Task item — Report the lines of the data below that contain the string "failure".

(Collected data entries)
▼▼▼

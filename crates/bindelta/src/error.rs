//! The error taxonomy shared by every component in the crate.
//!
//! All fallible operations return [`DataError`] through the crate-wide
//! [`Result`] alias, so callers deal with a single failure channel whether a
//! violation is an in-memory bounds problem or a propagated file IO error.

use std::io;

use thiserror::Error;

/// Crate-wide result alias.
pub type Result<T> = core::result::Result<T, DataError>;

/// Errors produced by binary data access and mutation.
#[derive(Debug, Error)]
pub enum DataError {
    /// A position or range lies outside the valid data.
    #[error("position {position} out of bounds (size {size})")]
    OutOfBounds {
        /// The offending position (or exclusive range end).
        position: u64,
        /// Size of the data at the time of the access.
        size: u64,
    },

    /// A requested size exceeds what the store can address.
    #[error("requested size {requested} exceeds addressable capacity")]
    DataOverflow {
        /// The size or position that overflowed.
        requested: u64,
    },

    /// An operation was attempted on a source that has been closed.
    #[error("data source is closed")]
    ResourceClosed,

    /// A mutation was attempted on a source opened read-only.
    #[error("data source is read-only")]
    ReadOnly,

    /// Underlying file IO failed.
    #[error("i/o failure")]
    Io(#[from] io::Error),
}

impl DataError {
    pub(crate) fn out_of_bounds(position: u64, size: u64) -> Self {
        DataError::OutOfBounds { position, size }
    }

    pub(crate) fn overflow(requested: u64) -> Self {
        DataError::DataOverflow { requested }
    }
}

impl From<DataError> for io::Error {
    fn from(err: DataError) -> Self {
        match err {
            DataError::Io(inner) => inner,
            other => {
                let kind = match &other {
                    DataError::OutOfBounds { .. } | DataError::DataOverflow { .. } => {
                        io::ErrorKind::InvalidInput
                    }
                    DataError::ReadOnly => io::ErrorKind::PermissionDenied,
                    _ => io::ErrorKind::Other,
                };
                io::Error::new(kind, other)
            }
        }
    }
}

#[cfg(test)]
mod tests {
    use std::io;

    use super::DataError;

    #[test]
    fn io_conversion_preserves_inner_error() {
        let inner = io::Error::new(io::ErrorKind::UnexpectedEof, "short read");
        let err: io::Error = DataError::Io(inner).into();
        assert_eq!(err.kind(), io::ErrorKind::UnexpectedEof);
    }

    #[test]
    fn bounds_errors_map_to_invalid_input() {
        let err: io::Error = DataError::out_of_bounds(10, 4).into();
        assert_eq!(err.kind(), io::ErrorKind::InvalidInput);
    }
}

▲▲▲

Reply to the task —
//! [`Result`] alias, so callers deal with a single failure channel whether a
    #[error("i/o failure")]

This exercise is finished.